<<<<

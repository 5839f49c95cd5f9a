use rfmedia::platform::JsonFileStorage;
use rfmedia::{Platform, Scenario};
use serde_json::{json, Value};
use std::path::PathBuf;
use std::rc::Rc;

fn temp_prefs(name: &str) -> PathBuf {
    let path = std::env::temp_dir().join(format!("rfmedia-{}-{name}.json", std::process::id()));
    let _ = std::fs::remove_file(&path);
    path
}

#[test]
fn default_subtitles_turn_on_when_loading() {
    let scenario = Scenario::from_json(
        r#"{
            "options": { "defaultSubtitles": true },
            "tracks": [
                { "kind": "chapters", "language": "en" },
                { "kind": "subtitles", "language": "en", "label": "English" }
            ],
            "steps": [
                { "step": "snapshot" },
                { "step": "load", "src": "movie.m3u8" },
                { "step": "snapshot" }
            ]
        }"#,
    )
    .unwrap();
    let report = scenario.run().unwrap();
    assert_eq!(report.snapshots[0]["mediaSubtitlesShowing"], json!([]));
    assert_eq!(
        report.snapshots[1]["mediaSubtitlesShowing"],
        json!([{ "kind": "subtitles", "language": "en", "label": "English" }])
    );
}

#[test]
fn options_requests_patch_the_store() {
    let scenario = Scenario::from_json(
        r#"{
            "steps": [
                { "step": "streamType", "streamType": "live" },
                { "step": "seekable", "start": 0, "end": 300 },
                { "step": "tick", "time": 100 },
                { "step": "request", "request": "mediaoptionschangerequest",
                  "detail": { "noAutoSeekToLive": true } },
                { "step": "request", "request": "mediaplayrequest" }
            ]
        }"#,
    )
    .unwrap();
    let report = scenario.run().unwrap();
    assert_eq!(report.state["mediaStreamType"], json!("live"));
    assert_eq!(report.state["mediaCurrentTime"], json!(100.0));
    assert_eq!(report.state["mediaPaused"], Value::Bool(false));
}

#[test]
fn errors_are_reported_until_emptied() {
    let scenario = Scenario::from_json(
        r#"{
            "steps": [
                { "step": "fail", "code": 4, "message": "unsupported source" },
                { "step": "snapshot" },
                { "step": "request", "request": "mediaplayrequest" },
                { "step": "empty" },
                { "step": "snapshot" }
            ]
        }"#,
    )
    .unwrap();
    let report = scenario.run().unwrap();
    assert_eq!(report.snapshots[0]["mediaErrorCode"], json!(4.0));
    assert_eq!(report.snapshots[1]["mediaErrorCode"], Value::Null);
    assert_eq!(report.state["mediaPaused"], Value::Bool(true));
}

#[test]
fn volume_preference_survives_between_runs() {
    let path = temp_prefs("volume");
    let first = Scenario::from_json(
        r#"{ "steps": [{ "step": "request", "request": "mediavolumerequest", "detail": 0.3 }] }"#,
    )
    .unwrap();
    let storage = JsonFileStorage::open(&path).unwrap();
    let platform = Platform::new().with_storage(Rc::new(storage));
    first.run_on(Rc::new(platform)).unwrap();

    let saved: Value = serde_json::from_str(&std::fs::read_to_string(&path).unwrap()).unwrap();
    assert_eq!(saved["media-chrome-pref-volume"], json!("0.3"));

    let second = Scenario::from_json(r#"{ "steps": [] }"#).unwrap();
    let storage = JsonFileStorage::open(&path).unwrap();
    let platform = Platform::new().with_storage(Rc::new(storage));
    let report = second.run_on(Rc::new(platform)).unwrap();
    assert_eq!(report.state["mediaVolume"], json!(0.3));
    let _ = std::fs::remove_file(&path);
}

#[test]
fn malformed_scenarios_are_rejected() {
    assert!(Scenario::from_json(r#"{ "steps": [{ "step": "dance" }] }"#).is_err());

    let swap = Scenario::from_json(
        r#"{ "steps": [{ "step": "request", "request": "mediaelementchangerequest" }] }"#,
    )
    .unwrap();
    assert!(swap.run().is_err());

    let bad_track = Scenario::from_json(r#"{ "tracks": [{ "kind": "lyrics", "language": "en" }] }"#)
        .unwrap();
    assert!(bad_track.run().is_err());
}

>>>>
<<<<

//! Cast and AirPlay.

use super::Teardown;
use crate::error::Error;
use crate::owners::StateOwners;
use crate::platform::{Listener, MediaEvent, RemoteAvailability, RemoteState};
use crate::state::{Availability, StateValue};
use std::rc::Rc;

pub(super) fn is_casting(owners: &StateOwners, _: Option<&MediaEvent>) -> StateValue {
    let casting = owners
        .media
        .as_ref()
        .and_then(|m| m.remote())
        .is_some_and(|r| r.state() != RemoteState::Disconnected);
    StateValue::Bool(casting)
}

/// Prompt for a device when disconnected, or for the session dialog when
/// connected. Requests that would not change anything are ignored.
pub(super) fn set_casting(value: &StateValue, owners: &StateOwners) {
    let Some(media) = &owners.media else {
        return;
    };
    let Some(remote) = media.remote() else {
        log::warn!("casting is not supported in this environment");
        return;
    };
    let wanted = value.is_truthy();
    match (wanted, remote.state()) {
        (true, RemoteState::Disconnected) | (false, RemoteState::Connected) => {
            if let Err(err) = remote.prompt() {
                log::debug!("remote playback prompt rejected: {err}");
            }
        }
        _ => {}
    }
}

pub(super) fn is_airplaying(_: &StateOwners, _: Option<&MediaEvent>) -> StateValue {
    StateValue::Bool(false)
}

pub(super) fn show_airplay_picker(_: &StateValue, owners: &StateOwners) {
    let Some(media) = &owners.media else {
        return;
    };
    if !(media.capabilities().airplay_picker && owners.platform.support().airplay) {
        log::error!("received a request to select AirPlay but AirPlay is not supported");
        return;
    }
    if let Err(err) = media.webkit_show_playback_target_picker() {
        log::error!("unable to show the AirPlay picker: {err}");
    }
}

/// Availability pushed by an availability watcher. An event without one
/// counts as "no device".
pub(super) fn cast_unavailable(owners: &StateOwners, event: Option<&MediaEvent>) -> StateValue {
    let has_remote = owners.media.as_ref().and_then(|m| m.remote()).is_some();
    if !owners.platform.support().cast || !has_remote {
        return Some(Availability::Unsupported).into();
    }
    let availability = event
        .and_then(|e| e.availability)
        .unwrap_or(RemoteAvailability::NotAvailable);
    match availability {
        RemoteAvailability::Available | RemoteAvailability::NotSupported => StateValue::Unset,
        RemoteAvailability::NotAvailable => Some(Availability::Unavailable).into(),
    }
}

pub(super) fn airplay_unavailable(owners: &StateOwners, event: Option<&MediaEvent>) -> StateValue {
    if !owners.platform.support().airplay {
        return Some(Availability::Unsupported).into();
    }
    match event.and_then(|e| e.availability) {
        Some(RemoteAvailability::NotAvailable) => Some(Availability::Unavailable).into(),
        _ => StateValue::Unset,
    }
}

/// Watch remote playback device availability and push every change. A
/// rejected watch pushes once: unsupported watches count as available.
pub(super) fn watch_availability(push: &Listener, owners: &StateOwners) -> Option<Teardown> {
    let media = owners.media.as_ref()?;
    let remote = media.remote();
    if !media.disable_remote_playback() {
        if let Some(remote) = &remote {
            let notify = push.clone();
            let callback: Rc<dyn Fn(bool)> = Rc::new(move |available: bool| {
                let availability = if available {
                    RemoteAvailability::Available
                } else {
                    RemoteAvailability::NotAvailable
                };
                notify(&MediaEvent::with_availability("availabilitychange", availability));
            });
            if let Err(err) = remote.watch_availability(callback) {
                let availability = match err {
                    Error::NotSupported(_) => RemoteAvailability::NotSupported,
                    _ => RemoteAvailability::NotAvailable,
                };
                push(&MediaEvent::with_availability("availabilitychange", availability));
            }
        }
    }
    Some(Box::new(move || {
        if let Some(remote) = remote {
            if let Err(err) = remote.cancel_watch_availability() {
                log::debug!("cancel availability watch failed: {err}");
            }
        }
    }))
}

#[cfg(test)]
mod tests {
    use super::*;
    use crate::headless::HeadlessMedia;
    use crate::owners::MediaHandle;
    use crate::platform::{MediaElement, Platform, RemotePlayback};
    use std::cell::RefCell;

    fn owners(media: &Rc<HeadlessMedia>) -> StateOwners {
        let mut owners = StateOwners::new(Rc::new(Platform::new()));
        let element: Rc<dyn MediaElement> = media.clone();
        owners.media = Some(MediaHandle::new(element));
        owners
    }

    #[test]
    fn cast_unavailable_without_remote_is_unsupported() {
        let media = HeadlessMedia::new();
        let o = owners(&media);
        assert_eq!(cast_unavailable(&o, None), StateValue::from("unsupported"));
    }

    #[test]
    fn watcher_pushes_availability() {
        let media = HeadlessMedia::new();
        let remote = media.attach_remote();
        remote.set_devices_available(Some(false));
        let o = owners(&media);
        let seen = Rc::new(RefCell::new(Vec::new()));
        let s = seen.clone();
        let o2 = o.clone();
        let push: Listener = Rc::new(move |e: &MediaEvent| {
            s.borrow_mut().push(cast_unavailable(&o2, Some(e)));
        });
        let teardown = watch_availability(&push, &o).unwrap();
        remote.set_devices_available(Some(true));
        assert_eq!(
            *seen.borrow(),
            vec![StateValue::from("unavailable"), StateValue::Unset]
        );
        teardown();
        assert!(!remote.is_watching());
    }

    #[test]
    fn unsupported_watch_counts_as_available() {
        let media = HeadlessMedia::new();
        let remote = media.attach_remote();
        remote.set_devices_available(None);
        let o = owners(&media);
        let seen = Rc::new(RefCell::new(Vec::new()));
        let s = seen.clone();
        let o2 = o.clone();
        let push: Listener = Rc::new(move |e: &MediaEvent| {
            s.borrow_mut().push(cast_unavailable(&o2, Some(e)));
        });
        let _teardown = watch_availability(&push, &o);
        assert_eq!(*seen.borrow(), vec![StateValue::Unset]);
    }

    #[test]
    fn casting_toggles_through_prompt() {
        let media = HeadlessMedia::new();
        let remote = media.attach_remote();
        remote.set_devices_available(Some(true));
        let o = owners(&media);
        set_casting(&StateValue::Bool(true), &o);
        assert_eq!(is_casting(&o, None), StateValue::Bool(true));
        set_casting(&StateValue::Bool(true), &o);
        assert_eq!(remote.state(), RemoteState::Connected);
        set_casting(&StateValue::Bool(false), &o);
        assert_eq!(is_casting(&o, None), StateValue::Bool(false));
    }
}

>>>>
<<<<

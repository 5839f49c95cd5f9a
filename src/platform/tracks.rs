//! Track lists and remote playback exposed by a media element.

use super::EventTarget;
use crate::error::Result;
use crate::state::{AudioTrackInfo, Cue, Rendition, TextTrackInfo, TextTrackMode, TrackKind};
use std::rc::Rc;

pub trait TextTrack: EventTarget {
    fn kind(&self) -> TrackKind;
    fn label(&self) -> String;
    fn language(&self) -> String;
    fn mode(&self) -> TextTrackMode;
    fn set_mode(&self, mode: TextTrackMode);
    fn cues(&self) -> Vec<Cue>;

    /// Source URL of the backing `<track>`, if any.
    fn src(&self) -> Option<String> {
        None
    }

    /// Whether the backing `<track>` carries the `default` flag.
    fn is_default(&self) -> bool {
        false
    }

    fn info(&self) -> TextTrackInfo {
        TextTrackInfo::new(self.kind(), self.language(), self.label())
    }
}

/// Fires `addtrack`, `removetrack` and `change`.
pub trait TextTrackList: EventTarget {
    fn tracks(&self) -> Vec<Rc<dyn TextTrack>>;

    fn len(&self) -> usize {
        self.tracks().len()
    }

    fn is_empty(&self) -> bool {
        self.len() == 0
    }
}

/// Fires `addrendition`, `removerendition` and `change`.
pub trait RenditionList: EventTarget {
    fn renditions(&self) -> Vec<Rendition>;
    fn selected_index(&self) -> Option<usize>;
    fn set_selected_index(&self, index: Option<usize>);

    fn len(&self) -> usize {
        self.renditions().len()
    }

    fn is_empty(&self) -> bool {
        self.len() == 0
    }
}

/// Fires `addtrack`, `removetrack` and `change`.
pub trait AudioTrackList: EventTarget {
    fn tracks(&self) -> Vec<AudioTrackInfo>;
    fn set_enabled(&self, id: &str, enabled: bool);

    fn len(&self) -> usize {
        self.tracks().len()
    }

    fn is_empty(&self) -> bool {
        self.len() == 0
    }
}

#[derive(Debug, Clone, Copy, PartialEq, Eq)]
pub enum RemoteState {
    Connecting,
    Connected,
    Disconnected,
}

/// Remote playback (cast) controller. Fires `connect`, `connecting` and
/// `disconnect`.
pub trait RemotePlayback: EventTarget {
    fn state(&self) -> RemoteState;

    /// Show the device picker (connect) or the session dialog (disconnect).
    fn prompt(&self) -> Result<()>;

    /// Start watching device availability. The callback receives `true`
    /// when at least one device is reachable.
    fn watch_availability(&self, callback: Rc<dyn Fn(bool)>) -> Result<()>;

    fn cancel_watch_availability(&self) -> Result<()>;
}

>>>>

▸ **Task item**: The answer must consist of every line from the data that contains the word "label".

▸ **The answer**:
                { "kind": "subtitles", "language": "en", "label": "English" }
        json!([{ "kind": "subtitles", "language": "en", "label": "English" }])
    fn label(&self) -> String;
        TextTrackInfo::new(self.kind(), self.language(), self.label())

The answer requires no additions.